Chińczycy pobili rekord. W energetyce zostawili resztę świata daleko w tyle

Rozwój powinien być powodem do radości, choć w tym przypadku nie sposób nie zasmucić się faktem, iż miejscem tego postępu jest kontynent inny niż Europa. To za sprawą dokonań Chińczyków, którzy uruchomili niedawno największy na świecie magazyn energii składający się z baterii sodowo-jonowych.
Chińczycy pobili rekord. W energetyce zostawili resztę świata daleko w tyle

Już teraz pojemność tej futurystycznej jednostki wynosi 100 MWh, co zapewnia zasilanie aż 12 tysiącom gospodarstw domowych. Sytuacja rozwija się dynamicznie, a miejscowe władze zapewniają, że w przyszłości pojemność powinna wzrosnąć. I to nawet dwukrotnie. Pod koniec ubiegłego miesiąca magazyn został podłączony do sieci.

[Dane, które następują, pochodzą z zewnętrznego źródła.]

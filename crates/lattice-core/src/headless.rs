//! Deterministic virtual-time host.
//!
//! Drives a `PageHost` without a terminal or real clock. Time only moves
//! when the caller advances it, so runs are reproducible; used by
//! `lattice simulate` and by tests.

use std::time::Duration;

use crate::display::DisplaySurface;
use crate::engine::PageEngine;
use crate::page::PAGE_WIDTH;
use crate::scheduler::{EffectSink, PageHost};
use crate::visibility::Rect;

pub struct HeadlessRuntime {
    host: PageHost,
    now: Duration,
    viewport: Rect,
}

impl HeadlessRuntime {
    /// Creates a runtime whose viewport starts at the top of the page.
    ///
    /// Nothing is evaluated until the first `scroll_to` or `start`.
    pub fn new(engine: PageEngine, frame_interval: Duration, viewport_height: f64) -> Self {
        Self {
            host: PageHost::new(engine, frame_interval),
            now: Duration::ZERO,
            viewport: Rect::new(0.0, 0.0, PAGE_WIDTH, viewport_height.max(0.0)),
        }
    }

    pub fn set_effect_sink(&mut self, sink: EffectSink) {
        self.host.set_effect_sink(sink);
    }

    /// Delivers the initial visibility evaluation (page load).
    pub fn start(&mut self) {
        self.host.viewport_changed(self.viewport, self.now);
    }

    pub fn now(&self) -> Duration {
        self.now
    }

    pub fn viewport(&self) -> Rect {
        self.viewport
    }

    pub fn host(&self) -> &PageHost {
        &self.host
    }

    pub fn engine(&self) -> &PageEngine {
        self.host.engine()
    }

    pub fn display(&self) -> &DisplaySurface {
        self.host.display()
    }

    /// Moves the viewport top to `top` (clamped to the page) at the current
    /// time and re-evaluates visibility.
    pub fn scroll_to(&mut self, top: f64) {
        let max = self
            .host
            .engine()
            .layout()
            .max_scroll(self.viewport.height);
        self.viewport.y = top.clamp(0.0, max);
        self.host.viewport_changed(self.viewport, self.now);
    }

    pub fn scroll_by(&mut self, delta: f64) {
        self.scroll_to(self.viewport.y + delta);
    }

    /// Fires every timer due up to `target`, then sets the clock to it.
    /// Moving backwards is a no-op.
    pub fn advance_to(&mut self, target: Duration) {
        if target < self.now {
            return;
        }
        self.host.run_due(target);
        self.now = target;
    }

    pub fn advance_by(&mut self, delta: Duration) {
        self.advance_to(self.now + delta);
    }

    /// Scrolls down the page in `step` increments every `interval`, until
    /// the bottom is reached or `until` elapses, then runs to `until`.
    pub fn scroll_through(&mut self, step: f64, interval: Duration, until: Duration) {
        let max = self
            .host
            .engine()
            .layout()
            .max_scroll(self.viewport.height);
        while self.viewport.y < max && self.now + interval <= until {
            self.advance_by(interval);
            self.scroll_by(step.max(1.0));
        }
        self.advance_to(until);
    }
}
//! Eased counter animation.
//!
//! A counter climbs from 0 to its target over a fixed window, sampled once
//! per display refresh. The host owns the refresh clock; this module only
//! maps elapsed time to display text.

use std::time::Duration;

use crate::format::to_fixed;
use crate::visibility::ElementId;

/// Default length of a counter animation.
pub const COUNTER_DURATION: Duration = Duration::from_millis(1800);

/// Cubic ease-out: fast start, gentle landing. Monotonic on `[0, 1]`.
pub fn ease_out_cubic(progress: f64) -> f64 {
    let p = progress.clamp(0.0, 1.0);
    1.0 - (1.0 - p).powi(3)
}

/// Target value of a counter and the precision it is displayed with.
#[derive(Debug, Clone, Copy, PartialEq)]
pub struct CounterTarget {
    pub value: f64,
    /// Digits after the decimal point; zero for whole-number targets.
    pub decimals: usize,
}

impl CounterTarget {
    /// Parses a target literal from page markup.
    ///
    /// Precision comes from the canonical form of the parsed number, so
    /// `"99.90"` displays with one decimal. Non-finite or unparseable
    /// literals yield `None`.
    pub fn parse(literal: &str) -> Option<Self> {
        let value: f64 = literal.trim().parse().ok()?;
        if !value.is_finite() {
            return None;
        }
        Some(Self::new(value))
    }

    pub fn new(value: f64) -> Self {
        let canonical = value.to_string();
        let decimals = canonical
            .split_once('.')
            .map_or(0, |(_, fraction)| fraction.len());
        Self { value, decimals }
    }

    pub fn is_whole(&self) -> bool {
        self.decimals == 0
    }

    /// Renders an intermediate value at this target's precision.
    ///
    /// Whole-number targets show the floor of `current`.
    pub fn render(&self, current: f64) -> String {
        if self.is_whole() {
            let floored = current.floor();
            // Avoid "-0" for tiny negative products.
            let floored = if floored == 0.0 { 0.0 } else { floored };
            format!("{floored}")
        } else {
            to_fixed(current, self.decimals)
        }
    }

    /// Renders the exact target, used for the terminal sample.
    pub fn render_final(&self) -> String {
        self.render(self.value)
    }
}

/// One sample of a running counter.
#[derive(Debug, Clone, PartialEq)]
pub struct CounterFrame {
    pub text: String,
    pub done: bool,
}

/// An in-flight counter animation. Runs to completion once started.
#[derive(Debug, Clone)]
pub struct CounterAnimation {
    pub element: ElementId,
    pub target: CounterTarget,
    pub started_at: Duration,
    pub duration: Duration,
}

impl CounterAnimation {
    pub fn new(
        element: ElementId,
        target: CounterTarget,
        started_at: Duration,
        duration: Duration,
    ) -> Self {
        Self {
            element,
            target,
            started_at,
            duration,
        }
    }

    /// Linear progress in `[0, 1]` at `now`.
    pub fn progress(&self, now: Duration) -> f64 {
        if self.duration.is_zero() {
            return 1.0;
        }
        let elapsed = now.saturating_sub(self.started_at);
        (elapsed.as_secs_f64() / self.duration.as_secs_f64()).min(1.0)
    }

    /// Samples the display text at `now`.
    pub fn sample(&self, now: Duration) -> CounterFrame {
        let progress = self.progress(now);
        if progress >= 1.0 {
            return CounterFrame {
                text: self.target.render_final(),
                done: true,
            };
        }
        let current = self.target.value * ease_out_cubic(progress);
        CounterFrame {
            text: self.target.render(current),
            done: false,
        }
    }
}
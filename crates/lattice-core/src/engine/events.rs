//! Engine event types.
//!
//! Everything the engine reacts to arrives as a `PageEvent` carrying the
//! host's notion of the current time (elapsed since page load).

use std::time::Duration;

use crate::bars::ScheduledBar;
use crate::visibility::Rect;

#[derive(Debug, Clone, PartialEq)]
pub enum PageEvent {
    /// The viewport moved or resized; visibility is re-evaluated.
    ViewportChanged { viewport: Rect, now: Duration },
    /// A display refresh requested via `PageEffect::RequestFrame`.
    Frame { now: Duration },
    /// A bar's stagger delay elapsed.
    BarDue { bar: ScheduledBar },
    /// One period of the live metrics interval.
    LiveTick { now: Duration },
}
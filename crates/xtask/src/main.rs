use std::fs;
use std::path::{Path, PathBuf};
use std::process::{Command, Output};

use anyhow::{Context, Result, bail};
use clap::{Parser, Subcommand};

#[derive(Debug, Parser)]
#[command(name = "xtask", about = "Lattice maintainer tasks")]
struct Cli {
    #[command(subcommand)]
    command: Option<CommandName>,
}

#[derive(Debug, Default, Subcommand)]
enum CommandName {
    /// Update default_config.toml by running `lattice config generate`.
    #[default]
    UpdateDefaultConfig,
    /// Simulate the built-in page and fail if any block never animates.
    CheckPage {
        /// Virtual time to simulate
        #[arg(long, default_value_t = 8000)]
        duration_ms: u64,
    },
}

fn main() -> Result<()> {
    let cli = Cli::parse();

    match cli.command.unwrap_or_default() {
        CommandName::UpdateDefaultConfig => update_default_config(),
        CommandName::CheckPage { duration_ms } => check_page(duration_ms),
    }
}

fn update_default_config() -> Result<()> {
    let root = project_root()?;
    let dest = root
        .join("crates")
        .join("lattice-core")
        .join("default_config.toml");

    let output = run_lattice(&root, &["config", "generate"])?;
    fs::write(&dest, &output.stdout)
        .with_context(|| format!("write config to {}", dest.display()))?;

    println!("Updated {}", dest.display());
    Ok(())
}

fn check_page(duration_ms: u64) -> Result<()> {
    let root = project_root()?;
    let duration = duration_ms.to_string();
    let output = run_lattice(&root, &["simulate", "--duration-ms", &duration])?;
    let summary = String::from_utf8_lossy(&output.stdout);

    let stuck: Vec<&str> = summary
        .lines()
        .filter(|line| {
            line.ends_with(": hidden")
                || line.ends_with("(not triggered)")
                || line.starts_with("live: inert")
                || line.starts_with("live: waiting")
        })
        .collect();

    print!("{summary}");
    if !stuck.is_empty() {
        bail!("built-in page has blocks that never animate:\n{}", stuck.join("\n"));
    }
    println!("Built-in page OK");
    Ok(())
}

/// Runs the CLI with a throwaway `LATTICE_HOME` so local config never leaks in.
fn run_lattice(root: &Path, args: &[&str]) -> Result<Output> {
    let home = tempfile::tempdir().context("create temp dir for LATTICE_HOME")?;
    let display = args.join(" ");

    let output = Command::new("cargo")
        .current_dir(root)
        .env("LATTICE_HOME", home.path())
        .args(["run", "--quiet", "-p", "lattice", "--"])
        .args(args)
        .output()
        .with_context(|| format!("run `cargo run -p lattice -- {display}`"))?;

    if !output.status.success() {
        let stderr = String::from_utf8_lossy(&output.stderr);
        bail!("`lattice {display}` failed: {stderr}");
    }
    Ok(output)
}

fn project_root() -> Result<PathBuf> {
    let manifest_dir = PathBuf::from(env!("CARGO_MANIFEST_DIR"));
    let root = manifest_dir
        .ancestors()
        .nth(2)
        .context("locate workspace root from CARGO_MANIFEST_DIR")?;
    Ok(root.to_path_buf())
}
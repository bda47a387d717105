//! CLI entry and dispatch.

use std::path::PathBuf;

use anyhow::{Context, Result};
use clap::Parser;
use lattice_core::{Config, PageManifest, logging};

mod commands;

#[derive(Parser)]
#[command(name = "lattice")]
#[command(version)]
#[command(about = "Viewport-triggered page animation and live network metrics")]
struct Cli {
    #[command(subcommand)]
    command: Option<Commands>,

    /// Page manifest to load (default: built-in LatticePress page)
    #[arg(long, global = true, value_name = "FILE")]
    page: Option<PathBuf>,
}

#[derive(clap::Subcommand)]
enum Commands {
    /// Run the page on a virtual clock, scrolling from top to bottom
    Simulate {
        /// Virtual time to run for
        #[arg(long, default_value_t = 10_000)]
        duration_ms: u64,

        /// Pixels scrolled per step
        #[arg(long, value_name = "PX", default_value_t = 16.0)]
        scroll_step: f64,

        /// Virtual time between scroll steps
        #[arg(long, value_name = "MS", default_value_t = 16)]
        step_ms: u64,

        /// Viewport height in pixels
        #[arg(long, value_name = "PX", default_value_t = 800.0)]
        viewport_height: f64,

        /// Print every effect with its timestamp
        #[arg(long)]
        trace: bool,
    },

    /// Stream the live network savings feed to stdout
    Live {
        /// How long to run (Ctrl+C stops early)
        #[arg(long, default_value_t = 10)]
        seconds: u64,
    },

    /// Send one demo payload to the intercept sidecar
    Intercept {
        /// Hex payload (default: [intercept].payload_hex)
        #[arg(long, value_name = "HEX")]
        payload: Option<String>,

        /// Sidecar base URL (default: [intercept].base_url)
        #[arg(long, value_name = "URL")]
        base_url: Option<String>,
    },

    /// Manage configuration
    Config {
        #[command(subcommand)]
        command: ConfigCommands,
    },
}

#[derive(clap::Subcommand)]
enum ConfigCommands {
    /// Show the path to the config file
    Path,
    /// Initialize a default config file (if not present)
    Init,
    /// Generate a fresh config from Rust defaults (for xtask)
    Generate,
}

pub fn run() -> Result<()> {
    let cli = Cli::parse();

    // one tokio runtime for everything
    let rt = tokio::runtime::Runtime::new().context("create tokio runtime")?;

    rt.block_on(async move { dispatch(cli).await })
}

async fn dispatch(cli: Cli) -> Result<()> {
    let Cli { command, page } = cli;

    // Config commands must work even when the config file is broken.
    if let Some(Commands::Config { command }) = &command {
        return match command {
            ConfigCommands::Path => {
                commands::config::path();
                Ok(())
            }
            ConfigCommands::Init => commands::config::init(),
            ConfigCommands::Generate => commands::config::generate(),
        };
    }

    let config = Config::load().context("load config")?;
    let manifest = PageManifest::load_or_builtin(page.as_deref())?;

    // default to the interactive viewer
    let Some(command) = command else {
        return commands::view::run(&config, &manifest);
    };

    logging::init_stderr(config.log.filter.as_deref())?;

    match command {
        Commands::Simulate {
            duration_ms,
            scroll_step,
            step_ms,
            viewport_height,
            trace,
        } => commands::simulate::run(
            &config,
            &manifest,
            &commands::simulate::SimulateOptions {
                duration_ms,
                scroll_step,
                step_ms,
                viewport_height,
                trace,
            },
        ),
        Commands::Live { seconds } => commands::live::run(&config, seconds).await,
        Commands::Intercept { payload, base_url } => {
            commands::intercept::run(&config, payload.as_deref(), base_url.as_deref()).await
        }
        Commands::Config { .. } => Ok(()),
    }
}
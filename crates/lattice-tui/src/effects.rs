//! UI effect types.
//!
//! Effects are commands returned by the reducer that the runtime executes.
//! Page animation is not an effect here: the page host is plain state and
//! the reducer drives it directly. Only process control and network I/O
//! leave the reducer.

#[derive(Debug, Clone, PartialEq, Eq)]
pub enum UiEffect {
    /// Quit the application.
    Quit,

    /// Send the demo payload to the intercept sidecar.
    RunIntercept { payload_hex: String },
}
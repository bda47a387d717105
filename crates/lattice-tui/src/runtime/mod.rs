//! TUI runtime: owns the terminal, runs the event loop, executes effects.
//!
//! This is the Elm runtime boundary; all side effects happen here. The
//! page clock is `Instant`-based and handed to the reducer once per loop
//! iteration, so the page engine sees the same time model as the
//! headless host.
//!
//! ## Inbox Pattern
//!
//! Async handlers send their result `UiEvent` to `inbox_tx`; the runtime
//! drains `inbox_rx` every iteration.

mod handlers;
mod inbox;

use std::future::Future;
use std::io::Stdout;
use std::time::{Duration, Instant};

use anyhow::{Context, Result};
use crossterm::event;
use inbox::{UiEventReceiver, UiEventSender};
use lattice_core::Config;
use lattice_core::intercept::InterceptClient;
use lattice_core::page::PageLayout;
use ratatui::Terminal;
use ratatui::backend::CrosstermBackend;
use tokio::sync::mpsc;
use tracing::debug;

use crate::effects::UiEffect;
use crate::events::UiEvent;
use crate::state::AppState;
use crate::{render, terminal, update};

/// Render cadence while anything is moving (~60fps).
pub const FRAME_DURATION: Duration = Duration::from_millis(16);

/// Poll duration when the page is at rest.
pub const IDLE_POLL_DURATION: Duration = Duration::from_millis(100);

pub struct TuiRuntime {
    terminal: Terminal<CrosstermBackend<Stdout>>,
    pub state: AppState,
    inbox_tx: UiEventSender,
    inbox_rx: UiEventReceiver,
    client: InterceptClient,
    /// Page clock origin.
    started: Instant,
    last_tick: Instant,
    last_terminal_event: Instant,
}

impl TuiRuntime {
    /// # Errors
    /// Returns an error if the intercept URL is invalid or the terminal
    /// cannot be set up.
    pub fn new(config: &Config, layout: PageLayout) -> Result<Self> {
        let client = InterceptClient::new(&config.intercept.base_url)?;

        // Panic hook goes in before the alternate screen.
        terminal::install_panic_hook();
        let terminal = terminal::setup_terminal().context("Failed to setup terminal")?;

        let (inbox_tx, inbox_rx) = mpsc::unbounded_channel();
        let now = Instant::now();
        Ok(Self {
            terminal,
            state: AppState::new(config, layout),
            inbox_tx,
            inbox_rx,
            client,
            started: now,
            last_tick: now,
            last_terminal_event: now,
        })
    }

    /// Runs the event loop until the user quits.
    ///
    /// # Errors
    /// Returns an error if terminal I/O fails.
    pub fn run(&mut self) -> Result<()> {
        let mut dirty = true;

        while !self.state.should_quit {
            let mut events = self.collect_events()?;

            // Clock and size first so every other event sees them.
            let size = self.terminal.size()?;
            events.insert(
                0,
                UiEvent::Frame {
                    width: size.width,
                    height: size.height,
                    now: self.started.elapsed(),
                },
            );

            for event in events {
                if matches!(&event, UiEvent::Terminal(_)) {
                    self.last_terminal_event = Instant::now();
                }
                let marks_dirty = !matches!(&event, UiEvent::Frame { .. });
                let effects = update::update(&mut self.state, event);
                dirty |= marks_dirty;
                self.execute_effects(effects);
            }

            if dirty {
                self.terminal.draw(|frame| render::render(&self.state, frame))?;
                dirty = false;
            }
        }

        Ok(())
    }

    fn collect_events(&mut self) -> Result<Vec<UiEvent>> {
        let mut events = Vec::new();

        let recent_terminal_activity = self.last_terminal_event.elapsed() < IDLE_POLL_DURATION;
        let tick_interval = if self.state.is_animating() || recent_terminal_activity {
            FRAME_DURATION
        } else {
            IDLE_POLL_DURATION
        };

        while let Ok(ev) = self.inbox_rx.try_recv() {
            events.push(ev);
        }

        // Wake for whichever comes first: the next render tick or the next
        // page timer.
        let mut wait = tick_interval.saturating_sub(self.last_tick.elapsed());
        if let Some(deadline) = self.state.page.next_deadline() {
            wait = wait.min(deadline.saturating_sub(self.started.elapsed()));
        }
        let poll_duration = if events.is_empty() {
            wait
        } else {
            Duration::ZERO
        };

        if event::poll(poll_duration)? {
            events.push(UiEvent::Terminal(event::read()?));
            while event::poll(Duration::ZERO)? {
                events.push(UiEvent::Terminal(event::read()?));
            }
        }

        if self.last_tick.elapsed() >= tick_interval {
            events.push(UiEvent::Tick);
            self.last_tick = Instant::now();
        }

        Ok(events)
    }

    fn execute_effects(&mut self, effects: Vec<UiEffect>) {
        for effect in effects {
            self.execute_effect(effect);
        }
    }

    /// Spawns an async handler and delivers its result through the inbox.
    fn spawn_effect<F, Fut>(&self, f: F)
    where
        F: FnOnce() -> Fut + Send + 'static,
        Fut: Future<Output = UiEvent> + Send + 'static,
    {
        let tx = self.inbox_tx.clone();
        tokio::spawn(async move {
            let _ = tx.send(f().await);
        });
    }

    fn execute_effect(&mut self, effect: UiEffect) {
        match effect {
            UiEffect::Quit => {
                self.state.should_quit = true;
            }
            UiEffect::RunIntercept { payload_hex } => {
                debug!(endpoint = %self.client.endpoint(), "spawning intercept request");
                let client = self.client.clone();
                self.spawn_effect(move || handlers::run_intercept(client, payload_hex));
            }
        }
    }
}

impl Drop for TuiRuntime {
    fn drop(&mut self) {
        let _ = terminal::restore_terminal();
    }
}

Czytaj też: Chiny stworzyły nowy czołg. Daleko mu do najpotężniejszych modeli, ale ma jedną unikalną cechę

Jego lokalizacja to Qianjiang w prowincji Hubei. Za realizacją całego przedsięwzięcia stoi chiński koncern energetyczny, Datang Group. Pojawiają się pytania: dlaczego ten wyczyn jest tak wyjątkowy i dlaczego powinno nas interesować to, co w ostatnich tygodniach wydarzyło się w Państwie Środka?

Zacznijmy od tego, że konieczność odchodzenia od paliw kopalnych – których spalanie wiąże się z emisjami szkodliwych gazów cieplarnianych pokroju metanu i dwutlenku węgla – wymaga alternatyw. Takowymi z pewnością są energia słoneczna i wiatrowa, ale samo ich wykorzystywanie nie jest wyjściem idealnym. Potrzeba też sposobów na magazynowanie tej energii, dzięki czemu będzie można z niej korzystać przez całą dobę, siedem dni w tygodniu i dwanaście miesięcy w roku.

Oparty na akumulatorach sodowo-jonowych magazyn energii uruchomiony pod koniec czerwca na terenie Chin zapewnia zasilanie 12 000 gospodarstw domowych

Infrastruktura pozwalająca na gromadzenie tych zasobów jest wciąż bardzo uboga, choć z pewnością na uwagę zasługuje fakt, że inżynierowie regularnie dokonują postępów w zakresie jej rozbudowy. Jedna z technologii, które mogłyby umożliwić wydajne, tanie i bezpieczne magazynowanie energii pochodzącej na przykład z farm wiatrowych bądź fotowoltaicznych, mogłyby być akumulatory sodowo-jonowe.

Gdy myślimy o bateriach, zazwyczaj jako pierwsze na myśl przychodzą warianty litowo-jonowe. Ma to sens, wszak to właśnie one towarzyszą nam na każdym kroku w codziennym życiu. Takie akumulatory stosuje się między innymi w elektronice użytkowej, ale i znacznie większych elektrycznych samochodach. Niestety, są one zarazem dość drogie w produkcji, choć nie to jest największym problemem.

Czytaj też: Linie energetyczne nie wyrabiają z taką ilością energii! Modernizacja i rozbudowa sieci staje się palącym problemem

Znacznie więcej komplikacji wynika z faktu, że akumulatory litowo-jonowe są podatne na awarie, pożary i wybuchy. Dodajmy do tego niezbyt zadowalającą wydajność, a zrozumiemy, dlaczego naukowcy wciąż szukają zamienników. Jednym z nich wydają się baterie sodowo-jonowe. Właśnie one posłużyły Chińczykom do stworzenia magazynu energii o pojemności 100 MWh. Placówka uruchomiona pod koniec ubiegłego miesiąca zapewnia zasilanie aż 12 000 gospodarstw domowych. 

Akumulatory sodowo-jonowe, jak sama nazwa wskazuje, składają się z sodu. Jego wydobycie jest łatwiejsze, tańsze i mniej szkodliwe dla środowiska niż ma to miejsce w przypadku litu. Poza tym takie baterie okazują się zdecydowanie stabilniejsze w ekstremalnych warunkach temperaturowych – zarówno bardzo niskich jak i wysokich. Z tego względu można je uznawać za solidne alternatywy dla wariantów litowo-jonowych, o czym przekonali się Chińczycy.